I'm starting to feel silly that I'm still so sad about Daisy.
We were out of town for last weekend. My mind got a little break from missing Daisy because it was normal that she wasn't with us. When we got back home on Sunday it hit me hard that she's gone. I feel as if I'm starting over with my grief. It's silly. I know she's gone. I know she was hurting. I know she's in a better place now. I know there's nothing I can do to bring her back. End of story. Move on.
But I miss her. And that's just it. I miss my dog.
People have been telling me stories about their dogs who have passed on and I don't want to be like them. I don't want to move on. I don't want another dog. I want her back. Her presence is so vivid in my mind and in the house that it's almost haunting. My mind is driving me crazy because I look for her in her usual spots, looking out the front windows and beside Vance's bed, thinking I'm going to see her again. My mind still reminds me that Daisy needs to be let out. I know I said last week that I felt like I got a sign from Daisy, but it's not enough now. I need something else.
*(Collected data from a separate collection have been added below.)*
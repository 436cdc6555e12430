use crate::parser::ast::expr::Expr;

#[cfg(feature = "serde")]
use serde::{Deserialize, Serialize};

/// A function call, such as `func(x, -40)`.
#[derive(Debug, Clone, PartialEq)]
#[cfg_attr(feature = "serde", derive(Serialize, Deserialize))]
pub struct Call {
    /// The name of the function to call.
    pub name: String,

    /// The arguments to the function.
    pub args: Vec<Expr>,
}

impl Call {
    /// Creates a new function call.
    pub fn new(name: impl Into<String>, args: Vec<Expr>) -> Self {
        Self { name: name.into(), args }
    }

    /// Returns the parameter names if every argument of this call is a plain identifier, which is
    /// what a function header on the left side of an assignment looks like.
    ///
    /// On failure, returns the first argument that is not an identifier.
    pub fn header_params(&self) -> Result<Vec<&str>, &Expr> {
        self.args
            .iter()
            .map(|arg| arg.as_variable().ok_or(arg))
            .collect()
    }
}

/// A request for the numeric derivative of a function at a point, such as `f''(2)`.
#[derive(Debug, Clone, PartialEq)]
#[cfg_attr(feature = "serde", derive(Serialize, Deserialize))]
pub struct Derivative {
    /// The name of the function to differentiate.
    pub name: String,

    /// The arguments to the function. Evaluation requires exactly one.
    pub args: Vec<Expr>,

    /// The order of the derivative, i.e. the number of apostrophes. Always at least 1.
    pub order: u32,
}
In a week or so we'll get a phone call from Daisy's doctor, telling us that her ashes need to be picked up. I have no idea how to explain this to Vance. I was fine telling him about Daisy dying. "The doctor can't make Daisy feel better. Because we love her so much we don't want her to be in pain, so we're going to do the only thing we can to help her feel better. We're going to help Daisy die." Anyone have any tips on explaining cremation to a 4 year old?